Why Camellia Makes You Smell Rich, Plus 9 Scents to Try


“You smell so good,” my husband remarks as I plop down beside him on the couch. It’s 6:45 p.m., and I’ve just spent a little over half an hour sardine-packed between fellow subway commuters, sweating underneath my wool coat as the train chugs across the East River. I smell like something, alright, but “good” isn’t it. I’m about to tell him that newlywed bliss is clearly messing with his senses, but then I catch it—a whisper of the sweet, crisp perfume I sprayed earlier that morning, lingering on my skin with a warm, spicy embrace.

I’m all for a cozy, winter-coded fragrance that evokes curling up next to a crackling fire, but a sophisticated, opulent blend (especially one with incredible sillage) will make my heart sing no matter the season. And this compliment magnet smells particularly expensive—aristocratic, almost, like it belongs on the wrist of a fancy royal. It’s a rumored favorite of Kate Middleton and Princess Charlene of Monaco, though, so maybe I’m just projecting; but I also suspect its intoxicating elegance comes from one wildly underrated note: camellia. Allow me to explain why.

Photo of Jamie Schneider testing Krigler's EXTRAORDINAIRE CAMELIA 209 perfume

First, I must discuss the fragrance that kickstarted my camellia scent obsession. Krigler’s Extraordinaire Camelia 209 is not a brand-new blend (it launched back in 2009 to celebrate the brand’s 105th anniversary), but it somehow took me until this year to finally give it a spritz. I’m beyond grateful I did, because it has since become my everyday signature.
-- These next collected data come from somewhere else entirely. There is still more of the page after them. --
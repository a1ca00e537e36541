// Mystery data source: reads the game's mystery file and hands out character profiles.
use std::fs;
use std::path::Path;

use indexmap::IndexMap;
use log::{debug, info};
use serde::{Deserialize, Serialize};

use crate::character::{
    Agenda, CharacterCore, CharacterProfile, Identity, Involvement, Keyed, MindEngine,
    Personality, Relationship, SpeechPatterns, StateOfMind, Whereabouts,
};
use crate::error::MysteryError;

#[derive(Debug, Clone, Default, PartialEq, Serialize, Deserialize)]
pub struct MysteryMetadata {
    #[serde(default)]
    pub title: String,
    #[serde(default)]
    pub context: String,
}

// A loaded mystery. Characters keep the order they have in the file.
#[derive(Debug, Clone, Default, PartialEq)]
pub struct Mystery {
    pub metadata: MysteryMetadata,
    pub characters: IndexMap<String, CharacterProfile>,
}

// On-disk layout, chosen by the top-level "schema" tag.
#[derive(Debug, Deserialize)]
#[serde(tag = "schema", rename_all = "snake_case")]
enum MysteryFile {
    Mystery {
        #[serde(default)]
        metadata: MysteryMetadata,
        #[serde(default)]
        characters: IndexMap<String, CharacterProfile>,
    },
    Legacy {
        #[serde(default)]
        metadata: MysteryMetadata,
        #[serde(default)]
        characters: IndexMap<String, LegacyCharacter>,
    },
}

impl Mystery {
    pub fn new(metadata: MysteryMetadata, characters: IndexMap<String, CharacterProfile>) -> Self {
        Self {
            metadata,
            characters,
        }
    }

    pub fn from_json(json: &str) -> Result<Self, MysteryError> {
        let mystery = match serde_json::from_str::<MysteryFile>(json)? {
            MysteryFile::Mystery {
                metadata,
                characters,
            } => Self::new(metadata, characters),
            MysteryFile::Legacy {
                metadata,
                characters,
            } => {
                debug!("Converting {} legacy character records", characters.len());
                let characters = characters
                    .into_iter()
                    .map(|(id, legacy)| (id, CharacterProfile::from(legacy)))
                    .collect();
                Self::new(metadata, characters)
            }
        };
        Ok(mystery)
    }

    pub fn load_from_file<P: AsRef<Path>>(path: P) -> Result<Self, MysteryError> {
        let json = fs::read_to_string(path.as_ref())?;
        let mystery = Self::from_json(&json)?;
        info!(
            "Loaded mystery '{}' with {} characters from {}",
            mystery.metadata.title,
            mystery.characters.len(),
            path.as_ref().display()
        );
        Ok(mystery)
    }

    pub fn character(&self, id: &str) -> Option<&CharacterProfile> {
        self.characters.get(id)
    }

    // Where spawn logic should place the character, when the mystery says.
    pub fn initial_location(&self, id: &str) -> Option<&str> {
        self.characters.get(id)?.initial_location.as_deref()
    }
}

// The older demo layout. Only the parts that have a home in CharacterProfile are read.
#[derive(Debug, Clone, Default, Deserialize)]
pub struct LegacyCharacter {
    #[serde(default)]
    core: LegacyCore,
    #[serde(default)]
    mind_engine: LegacyMindEngine,
    #[serde(default)]
    case_info: LegacyCaseInfo,
    #[serde(default)]
    initial_location: Option<String>,
}

#[derive(Debug, Clone, Default, Deserialize)]
struct LegacyCore {
    #[serde(default)]
    archetype: Option<Involvement>,
    #[serde(default)]
    demographics: LegacyDemographics,
    #[serde(default)]
    speech_patterns: Option<SpeechPatterns>,
}

#[derive(Debug, Clone, Default, Deserialize)]
struct LegacyDemographics {
    #[serde(default)]
    name: Option<String>,
    #[serde(default)]
    occupation: Option<String>,
}

#[derive(Debug, Clone, Default, Deserialize)]
struct LegacyMindEngine {
    #[serde(default)]
    drive: LegacyDrive,
    #[serde(default)]
    current_state: LegacyCurrentState,
}

#[derive(Debug, Clone, Default, Deserialize)]
struct LegacyDrive {
    #[serde(default)]
    primary_goal: Option<String>,
    #[serde(default)]
    reasoning_style: Option<String>,
}

#[derive(Debug, Clone, Default, Deserialize)]
struct LegacyCurrentState {
    #[serde(default)]
    worries: Option<String>,
    #[serde(default)]
    feelings: Option<String>,
}

#[derive(Debug, Clone, Default, Deserialize)]
struct LegacyCaseInfo {
    #[serde(default)]
    memory: Vec<Keyed<Whereabouts>>,
    #[serde(default)]
    relationships: Vec<Keyed<Relationship>>,
}

impl From<LegacyCharacter> for CharacterProfile {
    fn from(legacy: LegacyCharacter) -> Self {
        let LegacyCharacter {
            core,
            mind_engine,
            case_info,
            initial_location,
        } = legacy;

        let state_of_mind = StateOfMind {
            worries: mind_engine.current_state.worries,
            feelings: mind_engine.current_state.feelings,
            reasoning_style: mind_engine.drive.reasoning_style,
        };
        let agenda = mind_engine.drive.primary_goal.map(|goal| Agenda {
            primary_goal: Some(goal),
        });

        CharacterProfile {
            core: Some(CharacterCore {
                involvement: core.archetype,
                whereabouts: case_info.memory,
                relationships: case_info.relationships,
                agenda,
            }),
            mind_engine: Some(MindEngine {
                identity: Some(Identity {
                    name: core.demographics.name,
                    occupation: core.demographics.occupation,
                    // The demo data carries no scores; every axis stays neutral.
                    personality: Some(Personality::default()),
                }),
                state_of_mind: Some(state_of_mind),
                speech_patterns: core.speech_patterns,
            }),
            initial_location,
            key_testimonies: IndexMap::new(),
        }
    }
}
// Owns the roster: builds one session per character, drives each to Ready
// and hands out the current one.
use std::fmt::Write as _;
use std::sync::atomic::{AtomicBool, Ordering};
use std::sync::{Arc, Mutex, MutexGuard, RwLock, RwLockReadGuard, RwLockWriteGuard};
use std::time::Duration;

use indexmap::IndexMap;
use log::{debug, error, info, warn};
use tokio::sync::watch;
use tokio::task::JoinHandle;
use tokio::time::{sleep, timeout};
use tokio_util::sync::CancellationToken;

use crate::engine::{GenerationConfig, InferenceEngine};
use crate::error::{AppError, LifecycleFailure, SwitchRejected};
use crate::mystery::Mystery;
use crate::prompt;
use crate::session::{CharacterSession, LifecycleEvent, LifecycleState};
use crate::settings::{LifecycleSettings, Settings};

// How often phase two checks whether the engine has come up.
const ENGINE_POLL_INTERVAL: Duration = Duration::from_millis(100);

fn read<T>(lock: &RwLock<T>) -> RwLockReadGuard<'_, T> {
    match lock.read() {
        Ok(guard) => guard,
        Err(poisoned) => poisoned.into_inner(),
    }
}

fn write<T>(lock: &RwLock<T>) -> RwLockWriteGuard<'_, T> {
    match lock.write() {
        Ok(guard) => guard,
        Err(poisoned) => poisoned.into_inner(),
    }
}

fn lock<T>(mutex: &Mutex<T>) -> MutexGuard<'_, T> {
    match mutex.lock() {
        Ok(guard) => guard,
        Err(poisoned) => poisoned.into_inner(),
    }
}

// Clears the switch flag however the switch ends.
struct SwitchGuard<'a>(&'a AtomicBool);

impl Drop for SwitchGuard<'_> {
    fn drop(&mut self) {
        self.0.store(false, Ordering::SeqCst);
    }
}

pub struct CharacterManager {
    engine: Arc<dyn InferenceEngine>,
    lifecycle: LifecycleSettings,
    generation: GenerationConfig,
    roster: RwLock<IndexMap<String, Arc<CharacterSession>>>,
    current: RwLock<Option<Arc<CharacterSession>>>,
    switching: AtomicBool,
    initializing: AtomicBool,
    initialized: AtomicBool,
    build_cancel: Mutex<CancellationToken>,
    ready_tx: watch::Sender<bool>,
}
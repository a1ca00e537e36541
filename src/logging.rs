use chrono::Local;
use log::{Level, LevelFilter, Metadata, Record};
use once_cell::sync::OnceCell;
use std::fs::{OpenOptions, create_dir_all};
use std::io::{self, Write};
use std::path::{Path, PathBuf};

use crate::error::AppError;

#[derive(Debug)]
struct SimpleLogger {
    log_path: PathBuf,
    level: Level,
}

static LOGGER: OnceCell<SimpleLogger> = OnceCell::new();

impl log::Log for SimpleLogger {
    fn enabled(&self, metadata: &Metadata) -> bool {
        metadata.level() <= self.level
    }

    fn log(&self, record: &Record) {
        if self.enabled(record.metadata()) {
            let log_entry = format_entry(record);
            let log_file = self.log_path.join("log.txt");

            if let Ok(mut file) = OpenOptions::new().create(true).append(true).open(log_file) {
                let _ = file.write_all(log_entry.as_bytes());
            }
        }
    }

    fn flush(&self) {}
}

fn format_entry(record: &Record) -> String {
    format!(
        "{} [{}] {} - {}\n",
        Local::now().format("%Y-%m-%d %H:%M:%S%.3f"),
        record.level(),
        record.target(),
        record.args()
    )
}

// Default location of the log file: <home>/mystery_cast/data.
pub fn data_dir() -> io::Result<PathBuf> {
    dir::home_dir()
        .map(|home| home.join("mystery_cast").join("data"))
        .ok_or_else(|| io::Error::new(io::ErrorKind::NotFound, "Failed to get home directory"))
}

pub fn init(debug_mode: bool) -> Result<(), AppError> {
    init_in(&data_dir()?, debug_mode)
}

// Installs the file logger writing to `log_path/log.txt`. Only the first call wins.
pub fn init_in(log_path: &Path, debug_mode: bool) -> Result<(), AppError> {
    create_dir_all(log_path)?;

    let level = if debug_mode { Level::Debug } else { Level::Info };
    let logger = LOGGER.get_or_init(|| SimpleLogger {
        log_path: log_path.to_path_buf(),
        level,
    });

    log::set_logger(logger)?;
    log::set_max_level(if debug_mode {
        LevelFilter::Debug
    } else {
        LevelFilter::Info
    });
    Ok(())
}

#[cfg(test)]
mod tests {
    use super::*;
    use std::error::Error;
    use tempfile::tempdir;

    #[test]
    fn second_init_reports_logger_error() {
        let dir = tempdir().unwrap();
        let _ = init_in(dir.path(), true);

        let second = init_in(dir.path(), true).unwrap_err();
        assert!(matches!(second, AppError::Logger(_)));
        assert!(second.source().is_some());
        assert!(second.to_string().starts_with("Logger error: "));
    }
}
pub mod character;
pub mod console;
pub mod engine;
pub mod error;
pub mod logging;
pub mod manager;
pub mod message;
pub mod mystery;
pub mod prompt;
pub mod save;
pub mod session;
pub mod settings;

// Re-export commonly used items for easier access
pub use character::{CharacterProfile, CharacterProfileBuilder, OceanTrait, Personality};
pub use engine::{GenerationConfig, InferenceEngine, InferenceSession};
pub use error::{AppError, EngineError, PromptError, SwitchRejected};
pub use manager::CharacterManager;
pub use message::{Message, MessageType};
pub use mystery::Mystery;
pub use prompt::GeneratedPrompt;
pub use session::{CharacterSession, LifecycleEvent, LifecycleState};
pub use settings::Settings;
I’ve genuinely never smelled another fragrance like it; I can’t explain it, but it just smells like pure opulence. It’s sweetly crisp at first spritz, but not in a “grandma glamour” sort of way, especially when those notes of cardamom, cedarwood, musk, peppercorn, and vanilla shine through on the dry-down. While it starts as a bright, fresh citrus, it settles into a musky floral, one you can recognize hours after the initial spray.